BELASTINGRECHTSPRAAK WORDT NIET OPENBAAR

BRIEF STAATSSECRETARIS VAN FINANCIËN AAN DE TWEEDE KAMER (MVF 25 APRIL 2014, KENMERK AFP/2014/302)

De staatssecretaris van financiën heeft in bovengenoemde brief aan de Tweede Kamer (o.m.) medegedeeld dat de belastingrechtspraak niet openbaar wordt. Een conceptwetsvoorstel is in 2011 op internet ter consultatie aangeboden. Op basis van de ontvangen reacties heeft de staatssecretaris, alles afwegende, nu besloten geen wetsvoorstel bij de Kamer in te dienen.
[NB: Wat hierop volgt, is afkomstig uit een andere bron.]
#[cfg(test)]
mod tests {
    use super::*;
    use clap::CommandFactory;

    fn parse(args: &[&str]) -> Cli {
        let mut argv = vec!["matrixflow"];
        argv.extend_from_slice(args);
        Cli::try_parse_from(argv).expect("arguments should parse")
    }

    #[test]
    fn cli_definition_is_consistent() {
        Cli::command().debug_assert();
    }

    #[test]
    fn devices_ls_parses_filters() {
        let cli = parse(&[
            "--api-url",
            "http://backend:4000",
            "--output",
            "json",
            "devices",
            "ls",
            "--status",
            "offline",
            "--limit",
            "50",
        ]);
        assert_eq!(cli.api_url.as_str(), "http://backend:4000/");
        assert_eq!(cli.output, OutputFormat::Json);
        match cli.command {
            Command::Devices(DeviceCommand::Ls(args)) => {
                assert_eq!(args.status, Some(PresenceFilter::Offline));
                assert_eq!(args.limit, Some(50));
                assert_eq!(args.page, None);
            }
            _ => panic!("expected devices ls"),
        }
    }

    #[test]
    fn command_send_uses_command_subcommand_name() {
        let cli = parse(&["command", "send", "dev-1", "lock", "--payload", "{}"]);
        assert_eq!(command_label(&cli.command), "command_send");
        match cli.command {
            Command::Remote(RemoteCommand::Send(args)) => {
                assert_eq!(args.device, "dev-1");
                assert_eq!(args.name, "lock");
                assert_eq!(args.payload.as_deref(), Some("{}"));
            }
            _ => panic!("expected command send"),
        }
    }

    #[test]
    fn watch_rejects_zero_interval() {
        assert!(Cli::try_parse_from(["matrixflow", "watch", "--interval", "0"]).is_err());
        let cli = parse(&["watch", "--count", "3"]);
        match cli.command {
            Command::Watch(args) => {
                assert_eq!(args.interval, DEFAULT_WATCH_INTERVAL_SECS);
                assert_eq!(args.count, Some(3));
            }
            _ => panic!("expected watch"),
        }
    }

    #[test]
    fn log_format_flag_is_validated() {
        let cli = parse(&["--log-format", "json", "logout"]);
        assert_eq!(cli.log_format, Some(LogFormat::Json));
        assert!(Cli::try_parse_from(["matrixflow", "--log-format", "xml", "logout"]).is_err());
    }

    #[test]
    fn logging_format_falls_back_to_build_default() {
        let cli = parse(&["logout"]);
        assert_eq!(cli.log_format, None);
        let config = logging_config(&cli);
        assert_eq!(config.format, LogFormat::infer());
        assert_eq!(config.level, DEFAULT_LOG_LEVEL);

        let cli = parse(&["--log-format", "pretty", "--log-level", "debug", "logout"]);
        let config = logging_config(&cli);
        assert_eq!(config.format, LogFormat::Pretty);
        assert_eq!(config.level, "debug");
    }

    #[test]
    fn presence_filter_matches_variants() {
        assert!(PresenceFilter::Online.matches(Presence::Online));
        assert!(!PresenceFilter::Online.matches(Presence::Offline));
        assert!(PresenceFilter::Offline.matches(Presence::Offline));
    }

    #[test]
    fn command_label_matches_variants() {
        assert_eq!(command_label(&Command::Logout), "logout");
        assert_eq!(
            command_label(&Command::Config(ConfigCommand::Set(ConfigSetArgs::default()))),
            "config_set"
        );
        assert_eq!(
            command_label(&Command::Devices(DeviceCommand::Show(DeviceShowArgs {
                id: "dev-1".into()
            }))),
            "devices_show"
        );
    }
}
De belangrijkste bezwaren tegen openbaarheid van belastingrechtspraak zijn:

Inbreuk op privacy: belastingrechtspraak heeft bij uitstek te maken met privacygevoelige dan wel concurrentiegevoelige informatie;

Belemmering van de toegang tot de rechter: openbaarheid kan aldus een drempel opwerpen in de toegang tot de rechter zodat dit een verslechtering van de rechtsbescherming oplevert;

Kenbaarheid en controleerbaarheid van de rechtspraak: er bestaat bij de huidige beslotenheid van de rechtspraak geen vrees dat belastingplichtigen bij de rechter geen eerlijke behandeling behandeling zouden krijgen; met andere woorden: er is geen probleem dat opgelost moet worden.
Publicatie van rechterlijke beslissingen maakt de belastingrechtspraak voldoende kenbaar en controleerbaar.

Commentaar:
De internetconsultatie met betrekking tot dit onderwerp heeft duidelijk gemaakt dat in de praktijk in overwegende mate geen behoefte bestaat aan openbaarheid van belastingrechtspraak. Vanuit een oogpunt van bescherming van privacy (zowel voor particulieren als voor bedrijven) valt dit volledig te begrijpen: openbaarheid zou belastingplichtigen er vanaf kunnen houden om een fiscaal geschil aan de belastingrechter voor te leggen. Daarmee zou openbaarheid tot een verslechtering van de rechtsbescherming in het belastingrecht kunnen leiden en dat is uiteraard niet de bedoeling. Omdat met het beoogde wetsvoorstel bovendien geen enkel probleem wordt opgelost, kan slechts waardering bestaan voor het besluit van de staatssecretaris om niet tot indiening van het wetsvoorstel over te gaan.